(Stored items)
——

//! Shared fixtures for unit tests.

use std::sync::atomic::{AtomicBool, AtomicU64, Ordering};
use std::sync::{Arc, Mutex};
use std::time::Duration;

use async_trait::async_trait;
use chrono::NaiveDate;

use crate::classifier::PlayerBio;
use crate::error::{AppError, Result};
use crate::fetcher::LogProvider;
use crate::types::{Game, GameLogRow, InjuryTag};

pub fn date(y: i32, m: u32, d: u32) -> NaiveDate {
    NaiveDate::from_ymd_opt(y, m, d).unwrap()
}

pub fn player_row(
    player_id: u64,
    team: &str,
    opponent: &str,
    game_id: &str,
    game_date: NaiveDate,
    pts: f64,
) -> GameLogRow {
    GameLogRow {
        entity_id: player_id,
        entity_name: format!("Player {player_id}"),
        team: team.to_string(),
        season: crate::types::season_label_for_date(game_date),
        game_id: game_id.to_string(),
        game_date,
        opponent_id: opponent.to_string(),
        minutes: 30.0,
        pts,
        reb: 5.0,
        ast: 3.0,
        threes_made: 2.0,
        stl: 1.0,
        blk: 0.5,
        pace_estimate: None,
        defensive_rating_estimate: None,
    }
}

pub fn team_row(
    team_id: u64,
    team: &str,
    opponent: &str,
    game_id: &str,
    game_date: NaiveDate,
    pace: f64,
    def_rating: f64,
) -> GameLogRow {
    GameLogRow {
        entity_id: team_id,
        entity_name: team.to_string(),
        team: team.to_string(),
        season: crate::types::season_label_for_date(game_date),
        game_id: game_id.to_string(),
        game_date,
        opponent_id: opponent.to_string(),
        minutes: 240.0,
        pts: 110.0,
        reb: 44.0,
        ast: 25.0,
        threes_made: 12.0,
        stl: 7.0,
        blk: 5.0,
        pace_estimate: Some(pace),
        defensive_rating_estimate: Some(def_rating),
    }
}

pub fn game(game_id: &str, away: &str, home: &str) -> Game {
    Game {
        game_id: game_id.to_string(),
        start_time_utc: None,
        away_team: away.to_string(),
        home_team: home.to_string(),
    }
}

/// In-memory provider with call counters and switchable failure.
#[derive(Default)]
pub struct FakeProvider {
    player_rows: Mutex<Vec<GameLogRow>>,
    team_rows: Mutex<Vec<GameLogRow>>,
    games: Mutex<Vec<Game>>,
    injuries: Mutex<Vec<InjuryTag>>,
    failing: AtomicBool,
    logs_failing: AtomicBool,
    injuries_failing: AtomicBool,
    delay_ms: AtomicU64,
    player_fetches: AtomicU64,
}

impl FakeProvider {
    pub fn with_rows(player_rows: Vec<GameLogRow>) -> Arc<Self> {
        let provider = Self::default();
        *provider.player_rows.lock().unwrap() = player_rows;
        Arc::new(provider)
    }

    pub fn set_player_rows(&self, rows: Vec<GameLogRow>) {
        *self.player_rows.lock().unwrap() = rows;
    }

    pub fn set_team_rows(&self, rows: Vec<GameLogRow>) {
        *self.team_rows.lock().unwrap() = rows;
    }

    pub fn set_games(&self, games: Vec<Game>) {
        *self.games.lock().unwrap() = games;
    }

    pub fn set_injuries(&self, injuries: Vec<InjuryTag>) {
        *self.injuries.lock().unwrap() = injuries;
    }

    pub fn set_failing(&self, failing: bool) {
        self.failing.store(failing, Ordering::SeqCst);
    }

    /// Fails only the player and team log fetches.
    pub fn set_logs_failing(&self, failing: bool) {
        self.logs_failing.store(failing, Ordering::SeqCst);
    }

    pub fn set_injuries_failing(&self, failing: bool) {
        self.injuries_failing.store(failing, Ordering::SeqCst);
    }

    pub fn set_delay(&self, delay: Duration) {
        self.delay_ms.store(delay.as_millis() as u64, Ordering::SeqCst);
    }

    pub fn player_fetches(&self) -> u64 {
        self.player_fetches.load(Ordering::SeqCst)
    }

    async fn pause(&self) {
        let ms = self.delay_ms.load(Ordering::SeqCst);
        if ms > 0 {
            tokio::time::sleep(Duration::from_millis(ms)).await;
        }
    }

    fn check(&self) -> Result<()> {
        if self.failing.load(Ordering::SeqCst) {
            return Err(AppError::Malformed("provider offline".into()));
        }
        Ok(())
    }

    fn check_logs(&self) -> Result<()> {
        self.check()?;
        if self.logs_failing.load(Ordering::SeqCst) {
            return Err(AppError::Malformed("game log endpoint offline".into()));
        }
        Ok(())
    }
}

#[async_trait]
impl LogProvider for FakeProvider {
    async fn fetch_player_logs(&self, _season: &str) -> Result<Vec<GameLogRow>> {
        self.player_fetches.fetch_add(1, Ordering::SeqCst);
        self.pause().await;
        self.check_logs()?;
        Ok(self.player_rows.lock().unwrap().clone())
    }

    async fn fetch_team_logs(&self, _season: &str) -> Result<Vec<GameLogRow>> {
        self.pause().await;
        self.check_logs()?;
        Ok(self.team_rows.lock().unwrap().clone())
    }

    async fn fetch_player_bios(&self, _season: &str) -> Result<Vec<PlayerBio>> {
        self.check()?;
        Ok(Vec::new())
    }

    async fn fetch_injury_report(&self, _slate_date: NaiveDate) -> Result<Vec<InjuryTag>> {
        if self.injuries_failing.load(Ordering::SeqCst) {
            return Err(AppError::Malformed("injury feed offline".into()));
        }
        Ok(self.injuries.lock().unwrap().clone())
    }

    async fn fetch_slate_games(&self, _slate_date: NaiveDate) -> Result<Vec<Game>> {
        self.check()?;
        Ok(self.games.lock().unwrap().clone())
    }
}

——

→ WORK INSTRUCTION
Whatever is in the entries above, write it out exactly.

→ EXPECTED ANSWER
//! Shared fixtures for unit tests.

use std::sync::atomic::{AtomicBool, AtomicU64, Ordering};
use std::sync::{Arc, Mutex};
use std::time::Duration;

use async_trait::async_trait;
use chrono::NaiveDate;

use crate::classifier::PlayerBio;
use crate::error::{AppError, Result};
use crate::fetcher::LogProvider;
use crate::types::{Game, GameLogRow, InjuryTag};

pub fn date(y: i32, m: u32, d: u32) -> NaiveDate {
    NaiveDate::from_ymd_opt(y, m, d).unwrap()
}

pub fn player_row(
    player_id: u64,
    team: &str,
    opponent: &str,
    game_id: &str,
    game_date: NaiveDate,
    pts: f64,
) -> GameLogRow {
    GameLogRow {
        entity_id: player_id,
        entity_name: format!("Player {player_id}"),
        team: team.to_string(),
        season: crate::types::season_label_for_date(game_date),
        game_id: game_id.to_string(),
        game_date,
        opponent_id: opponent.to_string(),
        minutes: 30.0,
        pts,
        reb: 5.0,
        ast: 3.0,
        threes_made: 2.0,
        stl: 1.0,
        blk: 0.5,
        pace_estimate: None,
        defensive_rating_estimate: None,
    }
}

pub fn team_row(
    team_id: u64,
    team: &str,
    opponent: &str,
    game_id: &str,
    game_date: NaiveDate,
    pace: f64,
    def_rating: f64,
) -> GameLogRow {
    GameLogRow {
        entity_id: team_id,
        entity_name: team.to_string(),
        team: team.to_string(),
        season: crate::types::season_label_for_date(game_date),
        game_id: game_id.to_string(),
        game_date,
        opponent_id: opponent.to_string(),
        minutes: 240.0,
        pts: 110.0,
        reb: 44.0,
        ast: 25.0,
        threes_made: 12.0,
        stl: 7.0,
        blk: 5.0,
        pace_estimate: Some(pace),
        defensive_rating_estimate: Some(def_rating),
    }
}

pub fn game(game_id: &str, away: &str, home: &str) -> Game {
    Game {
        game_id: game_id.to_string(),
        start_time_utc: None,
        away_team: away.to_string(),
        home_team: home.to_string(),
    }
}

/// In-memory provider with call counters and switchable failure.
#[derive(Default)]
pub struct FakeProvider {
    player_rows: Mutex<Vec<GameLogRow>>,
    team_rows: Mutex<Vec<GameLogRow>>,
    games: Mutex<Vec<Game>>,
    injuries: Mutex<Vec<InjuryTag>>,
    failing: AtomicBool,
    logs_failing: AtomicBool,
    injuries_failing: AtomicBool,
    delay_ms: AtomicU64,
    player_fetches: AtomicU64,
}

impl FakeProvider {
    pub fn with_rows(player_rows: Vec<GameLogRow>) -> Arc<Self> {
        let provider = Self::default();
        *provider.player_rows.lock().unwrap() = player_rows;
        Arc::new(provider)
    }

    pub fn set_player_rows(&self, rows: Vec<GameLogRow>) {
        *self.player_rows.lock().unwrap() = rows;
    }

    pub fn set_team_rows(&self, rows: Vec<GameLogRow>) {
        *self.team_rows.lock().unwrap() = rows;
    }

    pub fn set_games(&self, games: Vec<Game>) {
        *self.games.lock().unwrap() = games;
    }

    pub fn set_injuries(&self, injuries: Vec<InjuryTag>) {
        *self.injuries.lock().unwrap() = injuries;
    }

    pub fn set_failing(&self, failing: bool) {
        self.failing.store(failing, Ordering::SeqCst);
    }

    /// Fails only the player and team log fetches.
    pub fn set_logs_failing(&self, failing: bool) {
        self.logs_failing.store(failing, Ordering::SeqCst);
    }

    pub fn set_injuries_failing(&self, failing: bool) {
        self.injuries_failing.store(failing, Ordering::SeqCst);
    }

    pub fn set_delay(&self, delay: Duration) {
        self.delay_ms.store(delay.as_millis() as u64, Ordering::SeqCst);
    }

    pub fn player_fetches(&self) -> u64 {
        self.player_fetches.load(Ordering::SeqCst)
    }

    async fn pause(&self) {
        let ms = self.delay_ms.load(Ordering::SeqCst);
        if ms > 0 {
            tokio::time::sleep(Duration::from_millis(ms)).await;
        }
    }

    fn check(&self) -> Result<()> {
        if self.failing.load(Ordering::SeqCst) {
            return Err(AppError::Malformed("provider offline".into()));
        }
        Ok(())
    }

    fn check_logs(&self) -> Result<()> {
        self.check()?;
        if self.logs_failing.load(Ordering::SeqCst) {
            return Err(AppError::Malformed("game log endpoint offline".into()));
        }
        Ok(())
    }
}

#[async_trait]
impl LogProvider for FakeProvider {
    async fn fetch_player_logs(&self, _season: &str) -> Result<Vec<GameLogRow>> {
        self.player_fetches.fetch_add(1, Ordering::SeqCst);
        self.pause().await;
        self.check_logs()?;
        Ok(self.player_rows.lock().unwrap().clone())
    }

    async fn fetch_team_logs(&self, _season: &str) -> Result<Vec<GameLogRow>> {
        self.pause().await;
        self.check_logs()?;
        Ok(self.team_rows.lock().unwrap().clone())
    }

    async fn fetch_player_bios(&self, _season: &str) -> Result<Vec<PlayerBio>> {
        self.check()?;
        Ok(Vec::new())
    }

    async fn fetch_injury_report(&self, _slate_date: NaiveDate) -> Result<Vec<InjuryTag>> {
        if self.injuries_failing.load(Ordering::SeqCst) {
            return Err(AppError::Malformed("injury feed offline".into()));
        }
        Ok(self.injuries.lock().unwrap().clone())
    }

    async fn fetch_slate_games(&self, _slate_date: NaiveDate) -> Result<Vec<Game>> {
        self.check()?;
        Ok(self.games.lock().unwrap().clone())
    }
}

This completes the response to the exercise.